**What the task requires**
From the entries that follow, pick out all lines holding "BTreeMap".

**Saved data entries**
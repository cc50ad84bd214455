//! # Target Providers
//!
//! Adapters for the external environment a declaration is converged into.
//!
//! Every provider implements [`TargetProvider`], which exposes four
//! operations over `(scope, key, value)` triples. Convergence logic is
//! expressed purely in terms of these operations.
//!
//! - `http.rs`: REST key/value API reached over HTTP
//! - `memory.rs`: in-process target for tests and local runs

use async_trait::async_trait;
use std::collections::BTreeMap;
use thiserror::Error;

pub mod http;
pub mod memory;

pub use http::HttpTargetProvider;
pub use memory::{InMemoryTarget, TargetOperation};

/// Failure reported by a target provider
///
/// Providers tag failures explicitly so the orchestrator can stop retrying
/// requests that will never succeed.
#[derive(Debug, Clone, PartialEq, Eq, Error)]
pub enum ProviderError {
    /// Network errors, timeouts, throttling, 5xx responses
    #[error("{0}")]
    Transient(String),
    /// Rejected input or a dependency that will never exist
    #[error("{0}")]
    Permanent(String),
}

impl ProviderError {
    #[must_use]
    pub fn is_permanent(&self) -> bool {
        matches!(self, ProviderError::Permanent(_))
    }

    #[must_use]
    pub fn message(&self) -> &str {
        match self {
            ProviderError::Transient(message) | ProviderError::Permanent(message) => message,
        }
    }
}

/// Current content of one scope in the target environment
#[derive(Debug, Clone, Default, PartialEq, Eq)]
pub struct Observation {
    /// Key/value items currently present in the scope
    pub items: BTreeMap<String, String>,
    /// Stable descriptive attributes (endpoint URL, scope URL)
    pub attributes: BTreeMap<String, String>,
}

/// Operations against the target environment
#[async_trait]
pub trait TargetProvider: Send + Sync {
    /// Short provider name used in logs and metric labels
    fn name(&self) -> &'static str;

    /// Create an entry; an entry that already exists is overwritten
    async fn create(&self, scope: &str, key: &str, value: &str) -> Result<(), ProviderError>;

    /// Update an entry; an entry that does not exist is created
    async fn update(&self, scope: &str, key: &str, value: &str) -> Result<(), ProviderError>;

    /// Delete an entry; deleting an absent entry succeeds
    async fn delete(&self, scope: &str, key: &str) -> Result<(), ProviderError>;

    /// Read the current content of a scope
    async fn observe(&self, scope: &str) -> Result<Observation, ProviderError>;
}
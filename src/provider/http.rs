//! # HTTP Target Provider
//!
//! Client for a REST key/value API organised in scopes.
//!
//! ## Endpoints
//!
//! - `GET    /v1/scopes/{scope}/entries` - list the entries of a scope
//! - `POST   /v1/scopes/{scope}/entries` - create an entry (`{"key", "value"}`)
//! - `PUT    /v1/scopes/{scope}/entries/{key}` - replace an entry value (`{"value"}`)
//! - `DELETE /v1/scopes/{scope}/entries/{key}` - delete an entry
//!
//! Create and update fall through to each other on `409`/`404` so that both
//! are upserts. Deleting an absent entry (`404`) succeeds.
//!
//! ## Error Classification
//!
//! `400`, `404` (unknown scope) and `422` are permanent. Everything else,
//! including connection errors and timeouts, is transient.

use super::{Observation, ProviderError, TargetProvider};
use anyhow::{Context, Result};
use async_trait::async_trait;
use reqwest::{Client, Method, RequestBuilder, Response, StatusCode, Url};
use serde::{Deserialize, Serialize};
use std::collections::BTreeMap;
use std::time::Duration;
use tracing::{debug, info_span, Instrument};

/// HTTP target provider
#[derive(Clone)]
pub struct HttpTargetProvider {
    http_client: Client,
    base_url: Url,
    token: Option<String>,
}

impl std::fmt::Debug for HttpTargetProvider {
    fn fmt(&self, f: &mut std::fmt::Formatter<'_>) -> std::fmt::Result {
        f.debug_struct("HttpTargetProvider")
            .field("base_url", &self.base_url.as_str())
            .field("authenticated", &self.token.is_some())
            .finish_non_exhaustive()
    }
}

/// Request body for creating an entry
#[derive(Debug, Serialize)]
struct CreateEntryRequest<'a> {
    key: &'a str,
    value: &'a str,
}

/// Request body for replacing an entry value
#[derive(Debug, Serialize)]
struct UpdateEntryRequest<'a> {
    value: &'a str,
}

/// One entry as returned by the list endpoint
#[derive(Debug, Deserialize)]
struct EntryResponse {
    key: String,
    value: String,
}

/// Response of the list endpoint
#[derive(Debug, Deserialize)]
struct ListEntriesResponse {
    #[serde(default)]
    entries: Vec<EntryResponse>,
}

/// Error payload returned by the API
#[derive(Debug, Deserialize)]
struct ErrorResponse {
    message: String,
}

impl HttpTargetProvider {
    /// Create a new provider for the API rooted at `endpoint`
    ///
    /// # Errors
    /// Returns an error if the endpoint is not a valid base URL or the HTTP
    /// client cannot be built
    pub fn new(endpoint: &str, token: Option<String>, request_timeout: Duration) -> Result<Self> {
        let base_url = Url::parse(endpoint)
            .with_context(|| format!("Invalid target endpoint URL: {endpoint}"))?;
        if base_url.cannot_be_a_base() {
            return Err(anyhow::anyhow!(
                "Target endpoint '{endpoint}' cannot be used as a base URL"
            ));
        }

        // Create HTTP client with rustls (already configured in Cargo.toml)
        let http_client = Client::builder()
            .timeout(request_timeout)
            .build()
            .context("Failed to create HTTP client")?;

        Ok(Self {
            http_client,
            base_url,
            token,
        })
    }

    /// URL of the entry collection of `scope`
    ///
    /// The scope is sent as a single percent-encoded path segment.
    fn entries_url(&self, scope: &str) -> Result<Url, ProviderError> {
        self.url_for(&["v1", "scopes", scope, "entries"])
    }

    fn entry_url(&self, scope: &str, key: &str) -> Result<Url, ProviderError> {
        self.url_for(&["v1", "scopes", scope, "entries", key])
    }

    fn url_for(&self, segments: &[&str]) -> Result<Url, ProviderError> {
        let mut url = self.base_url.clone();
        url.path_segments_mut()
            .map_err(|()| {
                ProviderError::Permanent(format!(
                    "Target endpoint '{}' cannot be used as a base URL",
                    self.base_url
                ))
            })?
            .pop_if_empty()
            .extend(segments);
        Ok(url)
    }

    /// Build HTTP request with authentication headers
    fn request(&self, method: Method, url: Url) -> RequestBuilder {
        let request = self
            .http_client
            .request(method, url)
            .header("Accept", "application/json");
        match &self.token {
            Some(token) => request.bearer_auth(token),
            None => request,
        }
    }

    async fn send(&self, request: RequestBuilder, action: &str) -> Result<Response, ProviderError> {
        request
            .send()
            .await
            .map_err(|e| ProviderError::Transient(format!("Failed to {action}: {e}")))
    }

    async fn post_entry(&self, scope: &str, key: &str, value: &str) -> Result<Response, ProviderError> {
        let url = self.entries_url(scope)?;
        let request = self
            .request(Method::POST, url)
            .json(&CreateEntryRequest { key, value });
        self.send(request, "create entry").await
    }

    async fn put_entry(&self, scope: &str, key: &str, value: &str) -> Result<Response, ProviderError> {
        let url = self.entry_url(scope, key)?;
        let request = self
            .request(Method::PUT, url)
            .json(&UpdateEntryRequest { value });
        self.send(request, "update entry").await
    }

    /// Turn an unsuccessful response into a classified error
    async fn error_from_response(response: Response, action: &str) -> ProviderError {
        let status = response.status();
        let body = response.text().await.unwrap_or_default();
        classify_status(status, &body, action)
    }

    fn observation(&self, scope: &str, items: BTreeMap<String, String>) -> Observation {
        let mut attributes = BTreeMap::new();
        attributes.insert("endpoint".to_string(), self.base_url.to_string());
        if let Ok(url) = self.entries_url(scope) {
            attributes.insert("scopeUrl".to_string(), url.to_string());
        }
        Observation { items, attributes }
    }
}

/// Classify an unsuccessful HTTP status
fn classify_status(status: StatusCode, body: &str, action: &str) -> ProviderError {
    // Prefer the API's own message when the body is a structured error
    let detail = serde_json::from_str::<ErrorResponse>(body)
        .map(|e| e.message)
        .unwrap_or_else(|_| body.trim().to_string());
    let message = format!("Failed to {action}: HTTP {} {}", status.as_u16(), detail)
        .trim_end()
        .to_string();

    match status {
        StatusCode::BAD_REQUEST | StatusCode::NOT_FOUND | StatusCode::UNPROCESSABLE_ENTITY => {
            ProviderError::Permanent(message)
        }
        _ => ProviderError::Transient(message),
    }
}

#[async_trait]
impl TargetProvider for HttpTargetProvider {
    fn name(&self) -> &'static str {
        "http"
    }

    async fn create(&self, scope: &str, key: &str, value: &str) -> Result<(), ProviderError> {
        let span = info_span!("target.entry.create", scope = scope, entry.key = key);
        async move {
            let response = self.post_entry(scope, key, value).await?;
            match response.status() {
                status if status.is_success() => Ok(()),
                StatusCode::CONFLICT => {
                    debug!("Entry {} already exists in scope {}, updating", key, scope);
                    let response = self.put_entry(scope, key, value).await?;
                    if response.status().is_success() {
                        Ok(())
                    } else {
                        Err(Self::error_from_response(response, "update existing entry").await)
                    }
                }
                _ => Err(Self::error_from_response(response, "create entry").await),
            }
        }
        .instrument(span)
        .await
    }

    async fn update(&self, scope: &str, key: &str, value: &str) -> Result<(), ProviderError> {
        let span = info_span!("target.entry.update", scope = scope, entry.key = key);
        async move {
            let response = self.put_entry(scope, key, value).await?;
            match response.status() {
                status if status.is_success() => Ok(()),
                StatusCode::NOT_FOUND => {
                    debug!("Entry {} missing from scope {}, creating", key, scope);
                    let response = self.post_entry(scope, key, value).await?;
                    if response.status().is_success() {
                        Ok(())
                    } else {
                        Err(Self::error_from_response(response, "create missing entry").await)
                    }
                }
                _ => Err(Self::error_from_response(response, "update entry").await),
            }
        }
        .instrument(span)
        .await
    }

    async fn delete(&self, scope: &str, key: &str) -> Result<(), ProviderError> {
        let span = info_span!("target.entry.delete", scope = scope, entry.key = key);
        async move {
            let url = self.entry_url(scope, key)?;
            let response = self
                .send(self.request(Method::DELETE, url), "delete entry")
                .await?;
            match response.status() {
                status if status.is_success() => Ok(()),
                StatusCode::NOT_FOUND => {
                    debug!("Entry {} already absent from scope {}", key, scope);
                    Ok(())
                }
                _ => Err(Self::error_from_response(response, "delete entry").await),
            }
        }
        .instrument(span)
        .await
    }

    async fn observe(&self, scope: &str) -> Result<Observation, ProviderError> {
        let span = tracing::debug_span!("target.scope.observe", scope = scope);
        async move {
            let url = self.entries_url(scope)?;
            let response = self
                .send(self.request(Method::GET, url), "list entries")
                .await?;
            match response.status() {
                status if status.is_success() => {
                    let list: ListEntriesResponse = response.json().await.map_err(|e| {
                        ProviderError::Transient(format!("Failed to parse entry list: {e}"))
                    })?;
                    let items = list
                        .entries
                        .into_iter()
                        .map(|entry| (entry.key, entry.value))
                        .collect();
                    Ok(self.observation(scope, items))
                }
                // A scope that has never held an entry does not exist yet
                StatusCode::NOT_FOUND => Ok(self.observation(scope, BTreeMap::new())),
                _ => Err(Self::error_from_response(response, "list entries").await),
            }
        }
        .instrument(span)
        .await
    }
}

#[cfg(test)]
mod tests {
    use super::*;

    fn provider(endpoint: &str) -> HttpTargetProvider {
        HttpTargetProvider::new(endpoint, None, Duration::from_secs(5)).unwrap()
    }

    #[test]
    fn test_rejects_invalid_endpoint() {
        assert!(HttpTargetProvider::new("not a url", None, Duration::from_secs(5)).is_err());
        assert!(HttpTargetProvider::new("mailto:ops@example.com", None, Duration::from_secs(5)).is_err());
    }

    #[test]
    fn test_entry_urls_encode_scope_as_one_segment() {
        let provider = provider("http://target.local:8080");
        assert_eq!(
            provider.entries_url("payments/prod").unwrap().as_str(),
            "http://target.local:8080/v1/scopes/payments%2Fprod/entries"
        );
        assert_eq!(
            provider.entry_url("payments", "DB_HOST").unwrap().as_str(),
            "http://target.local:8080/v1/scopes/payments/entries/DB_HOST"
        );
    }

    #[test]
    fn test_entry_urls_keep_base_path() {
        let provider = provider("https://gateway.example.com/kv/");
        assert_eq!(
            provider.entries_url("team-a").unwrap().as_str(),
            "https://gateway.example.com/kv/v1/scopes/team-a/entries"
        );
    }

    #[test]
    fn test_classify_permanent_statuses() {
        for status in [
            StatusCode::BAD_REQUEST,
            StatusCode::NOT_FOUND,
            StatusCode::UNPROCESSABLE_ENTITY,
        ] {
            let error = classify_status(status, "", "create entry");
            assert!(error.is_permanent(), "{status} should be permanent");
        }
    }

    #[test]
    fn test_classify_transient_statuses() {
        for status in [
            StatusCode::INTERNAL_SERVER_ERROR,
            StatusCode::BAD_GATEWAY,
            StatusCode::SERVICE_UNAVAILABLE,
            StatusCode::REQUEST_TIMEOUT,
            StatusCode::TOO_MANY_REQUESTS,
            StatusCode::UNAUTHORIZED,
            StatusCode::FORBIDDEN,
        ] {
            let error = classify_status(status, "", "create entry");
            assert!(!error.is_permanent(), "{status} should be transient");
        }
    }

    #[test]
    fn test_classify_uses_structured_message() {
        let error = classify_status(
            StatusCode::UNPROCESSABLE_ENTITY,
            r#"{"message":"value too large"}"#,
            "update entry",
        );
        assert_eq!(
            error,
            ProviderError::Permanent("Failed to update entry: HTTP 422 value too large".to_string())
        );
    }

    #[test]
    fn test_observation_attributes() {
        let provider = provider("http://target.local:8080");
        let observation = provider.observation("team-a", BTreeMap::new());
        assert_eq!(
            observation.attributes.get("scopeUrl").map(String::as_str),
            Some("http://target.local:8080/v1/scopes/team-a/entries")
        );
        assert_eq!(
            observation.attributes.get("endpoint").map(String::as_str),
            Some("http://target.local:8080/")
        );
    }

    #[test]
    fn test_debug_hides_token() {
        let provider = HttpTargetProvider::new(
            "http://target.local",
            Some("s3cr3t".to_string()),
            Duration::from_secs(5),
        )
        .unwrap();
        let rendered = format!("{provider:?}");
        assert!(!rendered.contains("s3cr3t"));
        assert!(rendered.contains("authenticated: true"));
    }
}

**Answer space**
use std::collections::BTreeMap;
    pub items: BTreeMap<String, String>,
    pub attributes: BTreeMap<String, String>,
use std::collections::BTreeMap;
    fn observation(&self, scope: &str, items: BTreeMap<String, String>) -> Observation {
        let mut attributes = BTreeMap::new();
                StatusCode::NOT_FOUND => Ok(self.observation(scope, BTreeMap::new())),
        let observation = provider.observation("team-a", BTreeMap::new());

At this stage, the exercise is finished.